A central de atendimento me atendeu bem rápido, e a menina que resolveu meu problema foi muito paciente e profissional. É preciso responder várias perguntas, inclusive sobre o que você está sentindo, depois disso ela me deu as opções de tentar um atendimento naquela noite, que provavelmente só seria finalizado de madrugada, ou se eu aguentava esperar até uma consulta pela manhã. Também há a opção de você ir por conta própria e depois pedir o reembolso, mas preferi que eles escolhessem a clínica e já pagassem direto pra ela. Optei pela opção da manhã, e ela me informou que durante a manhã alguém me ligaria com todos os dados necessários para o atendimento. No final da ligação, ela me passou o número do protocolo, que eu anotei (anota sempre menina!), e fui dormir.

Na manhã seguinte me ligaram lá pelas 10:30, confirmando meu nome e o que eu queria, e daí falaram que iriam entrar em contato novamente com os dados da clínica ou eu iria. Não demorou nem meia hora mais para eu receber um sms com todos os dados necessários.

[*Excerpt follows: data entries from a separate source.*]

pub mod consumer;
pub mod producer;

pub use consumer::{ConsumerError, OrderEventLogger};
pub use producer::{EventPublisher, KafkaEventPublisher, PublisherError};
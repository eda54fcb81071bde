use lazy_static::lazy_static;
use prometheus::{
    register_counter_vec, register_histogram_vec, CounterVec, Encoder, HistogramVec, TextEncoder,
};

lazy_static! {
    pub static ref COMMAND_COUNTER: CounterVec = register_counter_vec!(
        "orders_commands_total",
        "Total number of order operations handled",
        &["command", "status"]
    )
    .expect("metric cannot be created");

    pub static ref COMMAND_DURATION: HistogramVec = register_histogram_vec!(
        "orders_command_duration_seconds",
        "Order operation duration in seconds",
        &["command"],
        vec![0.001, 0.005, 0.01, 0.025, 0.05, 0.1, 0.25, 0.5, 1.0, 2.5, 5.0]
    )
    .expect("metric cannot be created");

    pub static ref CACHE_REQUESTS: CounterVec = register_counter_vec!(
        "orders_cache_requests_total",
        "Cache lookups by cache and outcome",
        &["cache", "status"]
    )
    .expect("metric cannot be created");

    pub static ref PRODUCT_LOOKUPS: CounterVec = register_counter_vec!(
        "orders_product_lookups_total",
        "Product info resolutions by the source that answered",
        &["source"]
    )
    .expect("metric cannot be created");

    pub static ref SIDE_EFFECTS: CounterVec = register_counter_vec!(
        "orders_side_effects_total",
        "Best-effort side effects by outcome",
        &["effect", "outcome"]
    )
    .expect("metric cannot be created");
}

/// Best-effort operations whose failure never reaches the caller
#[derive(Debug, Clone, Copy, PartialEq, Eq)]
pub enum SideEffect {
    Publish,
    ListingInvalidate,
    ListingPopulate,
}

impl SideEffect {
    pub fn as_str(&self) -> &'static str {
        match self {
            SideEffect::Publish => "publish",
            SideEffect::ListingInvalidate => "listing_invalidate",
            SideEffect::ListingPopulate => "listing_populate",
        }
    }
}

/// Where a product snapshot came from
#[derive(Debug, Clone, Copy, PartialEq, Eq)]
pub enum ProductSource {
    Local,
    Cache,
    Upstream,
}

impl ProductSource {
    pub fn as_str(&self) -> &'static str {
        match self {
            ProductSource::Local => "local",
            ProductSource::Cache => "cache",
            ProductSource::Upstream => "upstream",
        }
    }
}

/// Get all metrics in Prometheus text format
pub fn gather_metrics() -> Result<String, Box<dyn std::error::Error>> {
    let encoder = TextEncoder::new();
    let metric_families = prometheus::gather();
    let mut buffer = Vec::new();
    encoder.encode(&metric_families, &mut buffer)?;
    Ok(String::from_utf8(buffer)?)
}

pub fn record_command(command: &str, success: bool, duration_secs: f64) {
    let status = if success { "success" } else { "error" };
    COMMAND_COUNTER.with_label_values(&[command, status]).inc();
    COMMAND_DURATION
        .with_label_values(&[command])
        .observe(duration_secs);
}

pub fn record_cache_request(cache: &str, hit: bool) {
    let status = if hit { "hit" } else { "miss" };
    CACHE_REQUESTS.with_label_values(&[cache, status]).inc();
}

pub fn record_product_lookup(source: ProductSource) {
    PRODUCT_LOOKUPS.with_label_values(&[source.as_str()]).inc();
}

pub fn record_side_effect(effect: SideEffect, ok: bool) {
    let outcome = if ok { "ok" } else { "failed" };
    SIDE_EFFECTS
        .with_label_values(&[effect.as_str(), outcome])
        .inc();
}

/// Current count for a side effect outcome
pub fn side_effect_count(effect: SideEffect, ok: bool) -> f64 {
    let outcome = if ok { "ok" } else { "failed" };
    SIDE_EFFECTS
        .with_label_values(&[effect.as_str(), outcome])
        .get()
}
use order_store::StoreError;
use thiserror::Error;
use uuid::Uuid;

/// Failures resolving product info from the product service
#[derive(Debug, Error)]
pub enum ProductError {
    #[error("Product not found: {0}")]
    NotFound(Uuid),

    #[error("Product service returned status {status}")]
    Upstream { status: u16 },

    #[error("Product service unreachable: {0}")]
    Connectivity(String),

    #[error("Invalid product service response: {0}")]
    InvalidResponse(String),
}

#[derive(Debug, Error)]
pub enum OrderError {
    #[error(transparent)]
    Product(#[from] ProductError),

    #[error("Insufficient stock for product {product_id}: requested {requested}, available {available}")]
    InsufficientStock {
        product_id: Uuid,
        requested: u32,
        available: u32,
    },

    #[error("Failed to store order: {0}")]
    Storage(#[from] StoreError),
}
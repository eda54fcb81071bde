use opentelemetry::global;
use opentelemetry_sdk::propagation::TraceContextPropagator;
use thiserror::Error;
use tracing_subscriber::{layer::SubscriberExt, util::SubscriberInitExt, EnvFilter, Layer};

use crate::config::AppConfig;

#[derive(Debug, Error)]
pub enum TelemetryError {
    #[error("Failed to install Jaeger pipeline: {0}")]
    Jaeger(#[from] opentelemetry::trace::TraceError),

    #[error("Failed to install tracing subscriber: {0}")]
    Subscriber(#[from] tracing_subscriber::util::TryInitError),
}

/// Telemetry configuration
#[derive(Debug, Clone)]
pub struct TelemetryConfig {
    pub service_name: String,
    pub log_level: String,
    /// `json` for structured output, anything else for human-readable lines
    pub log_format: String,
    pub jaeger_endpoint: Option<String>,
    pub enable_jaeger: bool,
}

impl TelemetryConfig {
    pub fn from_app_config(service_name: &str, config: &AppConfig) -> Self {
        Self {
            service_name: service_name.to_string(),
            log_level: config.log_level.clone(),
            log_format: config.log_format.clone(),
            jaeger_endpoint: config.jaeger_endpoint.clone(),
            enable_jaeger: config.enable_jaeger,
        }
    }

    fn json(&self) -> bool {
        self.log_format.eq_ignore_ascii_case("json")
    }
}

impl Default for TelemetryConfig {
    fn default() -> Self {
        Self {
            service_name: "order-service".to_string(),
            log_level: "info".to_string(),
            log_format: "json".to_string(),
            jaeger_endpoint: None,
            enable_jaeger: false,
        }
    }
}

/// Install the global tracing subscriber, with Jaeger export when enabled
pub fn init_telemetry(config: &TelemetryConfig) -> Result<(), TelemetryError> {
    global::set_text_map_propagator(TraceContextPropagator::new());

    let env_filter =
        EnvFilter::try_from_default_env().unwrap_or_else(|_| EnvFilter::new(&config.log_level));

    let fmt_layer = if config.json() {
        tracing_subscriber::fmt::layer()
            .with_target(true)
            .with_thread_ids(true)
            .json()
            .boxed()
    } else {
        tracing_subscriber::fmt::layer().with_target(true).boxed()
    };

    let otel_layer = if config.enable_jaeger {
        let endpoint = config
            .jaeger_endpoint
            .clone()
            .unwrap_or_else(|| "localhost:6831".to_string());
        let tracer = opentelemetry_jaeger::new_agent_pipeline()
            .with_service_name(&config.service_name)
            .with_endpoint(endpoint)
            .install_batch(opentelemetry_sdk::runtime::Tokio)?;
        Some(tracing_opentelemetry::layer().with_tracer(tracer))
    } else {
        None
    };

    tracing_subscriber::registry()
        .with(env_filter)
        .with(fmt_layer)
        .with(otel_layer)
        .try_init()?;

    tracing::info!(
        service = %config.service_name,
        jaeger = config.enable_jaeger,
        "Telemetry initialized"
    );

    Ok(())
}

/// Flush pending spans before exit
pub fn shutdown_telemetry() {
    global::shutdown_tracer_provider();
}
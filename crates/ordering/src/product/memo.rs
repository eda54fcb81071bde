use domain::ProductInfo;
use parking_lot::RwLock;
use std::collections::HashMap;
use uuid::Uuid;

/// Process-private copy of product snapshots fetched from upstream.
///
/// Entries never expire; a price change upstream is only seen here after
/// `invalidate` or `clear`.
#[derive(Debug, Default)]
pub struct LocalProductMemo {
    products: RwLock<HashMap<Uuid, ProductInfo>>,
}

impl LocalProductMemo {
    pub fn new() -> Self {
        Self::default()
    }

    pub fn get(&self, product_id: &Uuid) -> Option<ProductInfo> {
        self.products.read().get(product_id).cloned()
    }

    pub fn insert(&self, product: ProductInfo) {
        self.products.write().insert(product.id, product);
    }

    /// Returns whether an entry was removed
    pub fn invalidate(&self, product_id: &Uuid) -> bool {
        self.products.write().remove(product_id).is_some()
    }

    pub fn clear(&self) {
        self.products.write().clear();
    }

    pub fn len(&self) -> usize {
        self.products.read().len()
    }

    pub fn is_empty(&self) -> bool {
        self.products.read().is_empty()
    }
}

A clínica ficava a menos de 800 metros da onde eu estava, fiquei feliz por não terem me feito ter que pegar ônibus e tals.

A consulta é igual uma consulta de emergência em hospital particular. O médico viu meus ouvidos, minha garganta, me auscultou pacientemente e depois falou que eu estava realmente com infecção, me passou a receita do remédio e fui embora, sem ter que pagar nenhum centavo para ninguém. Tive que pagar pelo remédio, e há boatos que quanto eu voltar ao Brasil consigo pedir um reembolso, vamos acompanhar.

Meus dois dias em Surfers foram uma bela merda, pois ainda estava muito fraco e com dor para fazer coisas legais, então dormi muito. Ao voltar para Brisbane parei de ter febre e pude aproveitar para passear pelo jardim botânico, nadar um pouco na piscina pública e também ir ao cinema ver o lindo Hidden Figures. Mesmo assim, tudo bem devagar e sem forçar a barra.

Assiste!

Ficar doente faz a solidão querer dar uns gritos dentro da gente, me fez lembrar de quantas vezes já me senti assim frágil e sozinho, e como sempre dá tudo certo no final, e que essas coisas fazem parte da vida mesmo. Claro que estar do outro lado do mundo, completamente só, faz bater um pouco o desespero, mas eu acredito que esse tipo de situação faz a gente tomar consciência da nossa responsabilidade sobre nossa vida, somos nós que temos que tomar as rédeas da situação e resolver nossos próprios problemas, claro que na medida do possível.

Lendo aqui acho que não fui muito objetivo em relação ao seguro. Alguns detalhes práticos, eu gasto cerca de R$1200,00 por semestre, não dá para fazer por mais tempo, ele cobre emergências médicas e também dentista, repatriamento de corpo, que eu pretendo não usar, e também acidentes envolvendo esportes e motos e tals. Tem toda a descrição lá no site. Eu fiquei uns 2 meses sem seguro, durante o tempo que estive na Europa, mas acho que fui besta, é importante sim ter o seguro desde o primeiro dia de viagem, afinal é melhor sempre se prevenir e poder viajar tranquilo!